Restaurant de Qualité, le label des Grands Chefs

Crédits : DR - Collège culinaire de FranceLogo des Restaurateurs de qualité

Les chefs étoilés, figures de proue du patrimoine culinaire français montent eux aussi au créneau. Le 8 avril 2013, naissait Restaurant de qualité, un label reconnu et initié par le Collège Culinaire de France, une entité co-présidée par Alain Ducasse et Joël Robuchon, eux-mêmes membres fondateurs de ce collège aux côtés de treize autres grands chefs étoilés. Pour eux, la gastronomie française est en péril. Pour la sauver, ils ont mis en place ce label pour créer un réseau et ainsi soutenir et valoriser la profession. Ce qui les fédère : leur combat pour la qualité et la transparence. Ils prônent eux aussi une cuisine entièrement faite sur place et élaborée à partir de produits bruts et de qualité dont la traçabilité, un « enjeu fondamental », est assurée. Car selon ces chefs c'est un devoir de citoyen d'aider les autres cuisiniers. Critères qui s'adressent à tous les restaurateurs et cuisiniers, étoilés ou non, connus ou non.

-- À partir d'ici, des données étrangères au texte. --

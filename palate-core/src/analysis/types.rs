//! Records produced and consumed by the analysis pipeline
//!
//! Wire names are camelCase and enums serialize as snake_case strings so the
//! JSON matches what the order and feedback controllers already expect.

use crate::config::constants::{messages, thresholds};
use chrono::{DateTime, Utc};
use indexmap::IndexSet;
use serde::{Deserialize, Serialize};
use std::collections::BTreeMap;
use std::fmt;

/// One customer's feedback on one food item, owned by the storage collaborator
#[derive(Debug, Clone, PartialEq, Serialize, Deserialize)]
#[serde(rename_all = "camelCase")]
pub struct FeedbackRecord {
    pub customer_id: String,
    pub food_item_id: String,
    pub food_item_name: String,
    /// Records without a category contribute to no category bucket
    #[serde(default)]
    pub category: Option<String>,
    #[serde(default)]
    pub dietary_tags: IndexSet<String>,
    #[serde(default)]
    pub comment: String,
    /// 1..=5
    pub rating: u8,
    pub created_at: DateTime<Utc>,
}

impl FeedbackRecord {
    pub fn has_valid_rating(&self) -> bool {
        (1..=5).contains(&self.rating)
    }
}

#[derive(Debug, Clone, Copy, PartialEq, Eq, Hash, Default, Serialize, Deserialize)]
#[serde(rename_all = "snake_case")]
pub enum SentimentLabel {
    VeryNegative,
    Negative,
    #[default]
    Neutral,
    Positive,
    VeryPositive,
}

impl SentimentLabel {
    /// Band a lexicon score. All comparisons are strict, so -3 is negative,
    /// 0 and 1 are neutral, and 3 is positive.
    pub fn from_score(score: f64) -> Self {
        if score < -3.0 {
            SentimentLabel::VeryNegative
        } else if score < 0.0 {
            SentimentLabel::Negative
        } else if score > 3.0 {
            SentimentLabel::VeryPositive
        } else if score > 1.0 {
            SentimentLabel::Positive
        } else {
            SentimentLabel::Neutral
        }
    }

    pub fn is_positive(self) -> bool {
        matches!(self, SentimentLabel::Positive | SentimentLabel::VeryPositive)
    }

    pub fn is_negative(self) -> bool {
        matches!(self, SentimentLabel::Negative | SentimentLabel::VeryNegative)
    }

    pub fn as_str(self) -> &'static str {
        match self {
            SentimentLabel::VeryNegative => "very_negative",
            SentimentLabel::Negative => "negative",
            SentimentLabel::Neutral => "neutral",
            SentimentLabel::Positive => "positive",
            SentimentLabel::VeryPositive => "very_positive",
        }
    }
}

impl fmt::Display for SentimentLabel {
    fn fmt(&self, f: &mut fmt::Formatter<'_>) -> fmt::Result {
        f.write_str(self.as_str())
    }
}

/// Food-domain terms found in feedback text
#[derive(Debug, Clone, Default, PartialEq, Serialize, Deserialize)]
#[serde(rename_all = "camelCase")]
pub struct FoodEntities {
    pub foods: Vec<String>,
    pub ingredients: Vec<String>,
    pub cooking_methods: Vec<String>,
    pub qualities: Vec<String>,
}

impl FoodEntities {
    pub fn is_empty(&self) -> bool {
        self.foods.is_empty()
            && self.ingredients.is_empty()
            && self.cooking_methods.is_empty()
            && self.qualities.is_empty()
    }
}

/// Text-derived signals of a block of feedback
#[derive(Debug, Clone, PartialEq, Serialize, Deserialize)]
#[serde(rename_all = "camelCase")]
pub struct TextSignal {
    pub sentiment_score: f64,
    pub sentiment_label: SentimentLabel,
    pub dominant_emotion: String,
    pub summary: String,
    pub keywords: Vec<String>,
    pub entities: FoodEntities,
    pub is_error: bool,
}

impl TextSignal {
    /// Signal for empty or too-short text
    pub fn insufficient() -> Self {
        Self::neutral(messages::NO_SUBSTANTIVE_FEEDBACK, false)
    }

    /// Signal used when any external call failed
    pub fn unavailable() -> Self {
        Self::neutral(messages::ANALYSIS_UNAVAILABLE, true)
    }

    fn neutral(summary: &str, is_error: bool) -> Self {
        Self {
            sentiment_score: 0.0,
            sentiment_label: SentimentLabel::Neutral,
            dominant_emotion: messages::NEUTRAL_EMOTION.to_string(),
            summary: summary.to_string(),
            keywords: Vec::new(),
            entities: FoodEntities::default(),
            is_error,
        }
    }
}

#[derive(Debug, Clone, PartialEq, Serialize, Deserialize)]
#[serde(rename_all = "camelCase")]
pub struct RatingStatistics {
    pub average_rating: f64,
    pub positive_count: usize,
    pub negative_count: usize,
    /// Distinct item names rated 4 or 5
    pub preferred_items: Vec<String>,
    /// Distinct item names rated 1 or 2; mixed items appear in both lists
    pub disliked_items: Vec<String>,
    pub rating_distribution: BTreeMap<u8, usize>,
}

impl RatingStatistics {
    pub fn empty() -> Self {
        Self {
            average_rating: 0.0,
            positive_count: 0,
            negative_count: 0,
            preferred_items: Vec::new(),
            disliked_items: Vec::new(),
            rating_distribution: (1..=5).map(|rating| (rating, 0)).collect(),
        }
    }
}

/// Per-category or per-dietary-tag aggregate
#[derive(Debug, Clone, PartialEq, Serialize, Deserialize)]
#[serde(rename_all = "camelCase")]
pub struct GroupStatistic {
    pub key: String,
    pub average_rating: f64,
    /// Distinct food items in the group
    pub item_count: usize,
    pub feedback_count: usize,
}

pub type CategoryStatistic = GroupStatistic;
pub type DietaryStatistic = GroupStatistic;

#[derive(Debug, Clone, Default, PartialEq, Serialize, Deserialize)]
#[serde(rename_all = "camelCase")]
pub struct CategoryBreakdown {
    /// First-encountered order
    pub categories: Vec<CategoryStatistic>,
    pub best_category: Option<CategoryStatistic>,
    pub worst_category: Option<CategoryStatistic>,
}

#[derive(Debug, Clone, Default, PartialEq, Serialize, Deserialize)]
#[serde(rename_all = "camelCase")]
pub struct DietaryBreakdown {
    pub tags: Vec<DietaryStatistic>,
    pub preferred_tags: Vec<String>,
    pub avoided_tags: Vec<String>,
}

#[derive(Debug, Clone, PartialEq, Serialize, Deserialize)]
#[serde(rename_all = "camelCase")]
pub struct TimelinePoint {
    pub date: DateTime<Utc>,
    pub rating: u8,
    pub food_item: String,
}

#[derive(Debug, Clone, Copy, PartialEq, Eq, Serialize, Deserialize)]
#[serde(rename_all = "snake_case")]
pub enum RatingTrend {
    Improving,
    Declining,
    Stable,
    /// Only used when there is no history at all
    Unknown,
}

impl RatingTrend {
    pub fn from_slope(slope: f64) -> Self {
        if slope > thresholds::TREND_SLOPE {
            RatingTrend::Improving
        } else if slope < -thresholds::TREND_SLOPE {
            RatingTrend::Declining
        } else {
            RatingTrend::Stable
        }
    }
}

#[derive(Debug, Clone, PartialEq, Serialize, Deserialize)]
#[serde(rename_all = "camelCase")]
pub struct TimelineTrend {
    /// Ascending by date
    pub points: Vec<TimelinePoint>,
    pub slope: f64,
    pub trend: RatingTrend,
    pub first_feedback_date: Option<DateTime<Utc>>,
    pub last_feedback_date: Option<DateTime<Utc>>,
}

impl TimelineTrend {
    pub fn unknown() -> Self {
        Self {
            points: Vec::new(),
            slope: 0.0,
            trend: RatingTrend::Unknown,
            first_feedback_date: None,
            last_feedback_date: None,
        }
    }
}

/// Everything the statistics aggregator derives from a customer's history
#[derive(Debug, Clone, PartialEq, Serialize, Deserialize)]
#[serde(rename_all = "camelCase")]
pub struct FeedbackStatistics {
    pub ratings: RatingStatistics,
    pub categories: CategoryBreakdown,
    pub dietary: DietaryBreakdown,
    pub timeline: TimelineTrend,
    pub total_feedback: usize,
    pub last_feedback_date: Option<DateTime<Utc>>,
}

impl FeedbackStatistics {
    pub fn empty() -> Self {
        Self {
            ratings: RatingStatistics::empty(),
            categories: CategoryBreakdown::default(),
            dietary: DietaryBreakdown::default(),
            timeline: TimelineTrend::unknown(),
            total_feedback: 0,
            last_feedback_date: None,
        }
    }
}

/// Composed per-customer analysis; this is what the cache stores
#[derive(Debug, Clone, PartialEq, Serialize, Deserialize)]
#[serde(rename_all = "camelCase")]
pub struct UserFeedbackAnalysis {
    pub customer_id: String,
    pub signal: TextSignal,
    pub statistics: FeedbackStatistics,
    /// Warnings first, then recommendations
    pub recommendations: Vec<String>,
    pub analyzed_at: DateTime<Utc>,
    pub is_error: bool,
}

impl UserFeedbackAnalysis {
    /// Result for a customer without any feedback
    pub fn no_history(customer_id: &str) -> Self {
        Self {
            customer_id: customer_id.to_string(),
            signal: TextSignal {
                summary: messages::NO_HISTORY_SUMMARY.to_string(),
                ..TextSignal::insufficient()
            },
            statistics: FeedbackStatistics::empty(),
            recommendations: vec![messages::STANDARD_PREPARATION.to_string()],
            analyzed_at: Utc::now(),
            is_error: false,
        }
    }

    pub fn sentiment(&self) -> SentimentLabel {
        self.signal.sentiment_label
    }

    pub fn average_rating(&self) -> f64 {
        self.statistics.ratings.average_rating
    }

    pub fn trend(&self) -> RatingTrend {
        self.statistics.timeline.trend
    }
}

/// A line of the order currently being prepared
#[derive(Debug, Clone, PartialEq, Serialize, Deserialize)]
#[serde(rename_all = "camelCase")]
pub struct OrderedItem {
    pub name: String,
    #[serde(default = "default_quantity")]
    pub quantity: u32,
    #[serde(default)]
    pub notes: Option<String>,
}

impl OrderedItem {
    pub fn new(name: impl Into<String>) -> Self {
        Self {
            name: name.into(),
            quantity: default_quantity(),
            notes: None,
        }
    }
}

fn default_quantity() -> u32 {
    1
}

#[derive(Debug, Clone, Copy, PartialEq, Eq, Default, Serialize, Deserialize)]
#[serde(rename_all = "snake_case")]
pub enum Priority {
    Low,
    #[default]
    Normal,
    High,
}

impl Priority {
    /// `variance` is the population standard deviation of the ratings
    pub fn from_metrics(average_rating: f64, variance: f64) -> Self {
        if average_rating < thresholds::HIGH_PRIORITY_AVERAGE
            || variance > thresholds::HIGH_PRIORITY_VARIANCE
        {
            Priority::High
        } else if average_rating > thresholds::LOW_PRIORITY_AVERAGE
            && variance < thresholds::LOW_PRIORITY_VARIANCE
        {
            Priority::Low
        } else {
            Priority::Normal
        }
    }
}

impl fmt::Display for Priority {
    fn fmt(&self, f: &mut fmt::Formatter<'_>) -> fmt::Result {
        f.write_str(match self {
            Priority::Low => "low",
            Priority::Normal => "normal",
            Priority::High => "high",
        })
    }
}

#[derive(Debug, Clone, Copy, Default, PartialEq, Eq, Serialize, Deserialize)]
pub struct SentimentDistribution {
    pub positive: usize,
    pub neutral: usize,
    pub negative: usize,
}

impl SentimentDistribution {
    pub fn record(&mut self, label: SentimentLabel) {
        if label.is_positive() {
            self.positive += 1;
        } else if label.is_negative() {
            self.negative += 1;
        } else {
            self.neutral += 1;
        }
    }
}

#[derive(Debug, Clone, Default, PartialEq, Serialize, Deserialize)]
#[serde(rename_all = "camelCase")]
pub struct HistoricalData {
    pub average_rating: f64,
    /// Population standard deviation of the ratings
    pub rating_variance: f64,
    pub total_feedback: usize,
    pub sentiment_distribution: SentimentDistribution,
}

/// Kitchen note for one order; computed fresh every time
#[derive(Debug, Clone, PartialEq, Serialize, Deserialize)]
#[serde(rename_all = "camelCase")]
pub struct OrderRiskNote {
    pub customer_id: String,
    pub recommendation_text: String,
    pub priority: Priority,
    pub sentiment: SentimentLabel,
    pub historical_data: HistoricalData,
    pub analyzed_at: DateTime<Utc>,
    pub is_error: bool,
}

impl OrderRiskNote {
    pub fn no_history(customer_id: &str) -> Self {
        Self {
            customer_id: customer_id.to_string(),
            recommendation_text: messages::ORDER_NO_HISTORY.to_string(),
            priority: Priority::Normal,
            sentiment: SentimentLabel::Neutral,
            historical_data: HistoricalData::default(),
            analyzed_at: Utc::now(),
            is_error: false,
        }
    }

    /// Static note used when the advisor or the repository failed
    pub fn fallback(customer_id: &str, historical_data: HistoricalData) -> Self {
        Self {
            customer_id: customer_id.to_string(),
            recommendation_text: messages::ORDER_FALLBACK.to_string(),
            priority: Priority::Normal,
            sentiment: SentimentLabel::Neutral,
            historical_data,
            analyzed_at: Utc::now(),
            is_error: true,
        }
    }
}

/// Analysis of a single comment in a free-form context
#[derive(Debug, Clone, PartialEq, Serialize, Deserialize)]
#[serde(rename_all = "camelCase")]
pub struct ItemFeedbackAnalysis {
    pub sentiment: SentimentLabel,
    pub sentiment_score: f64,
    pub emotion: String,
    pub summary: String,
    pub keywords: Vec<String>,
    pub entities: FoodEntities,
    pub recommendations: Vec<String>,
    pub analyzed_at: DateTime<Utc>,
    pub analysis_context: String,
    pub is_error: bool,
}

A ce jour, pas moins de 800 restaurants sont estampillés « Restaurant de Qualité », choisis par 150 chefs référents nommés dans chaque région qui identifient et contrôlent les candidatures. Le dernier mot revient toutefois aux chefs fondateurs. Ceux qui se définissent comme des « militants de la qualité » ne veulent pas céder à « l’uniformisation du goût ». En juillet dernier, le premier collège culinaire en région fut inauguré en Ile-de-France. Le but : promouvoir leur démarche pour étendre le réseau à l'échelle nationale. Le 21 septembre dernier la région PACA accueillait ce collège culinaire, et le 29 septembre prochain, ce sera au tour de l’Aquitaine. Le militantisme culinaire est en marche.

Aux côtés de ces titres et autres labels s'ajoutent, dans un tout autre registre, les guides gastronomiques et les annuaires culinaires pour orienter le choix du consommateur. Un tri sélectif opéré par des journalistes et/ou critiques gastronomiques qui attribuent des notes pour le compte d'institutions comme le Guide Michelin, le Gault et Millau ou encore le Bottin Gourmand - ou pour leur compte comme Gilles Pudlowski avec son Guide Pudlo ou encore Caroline Mignot et son guide Mignot. Des alternatives qui ne se basent pas sur un cahier des charges comparable aux titres et labels évoqués plus haut mais dont la notoriété des auteurs ou institutions - vertement critiquées - est souvent gage de qualité.

Ce petit passage en revue montre que ces différents titres et labels, hormis le Fait maison, se basent sur les mêmes critères pour proposer une cuisine de qualité à leurs clients. Des dispositifs nécessaires pour se repérer dans la fourmilière des milliers de restaurants mais dont la multiplicité risque de dérouter bon nombre de consommateurs, malgré les critères de qualité et de transparence mis en avant.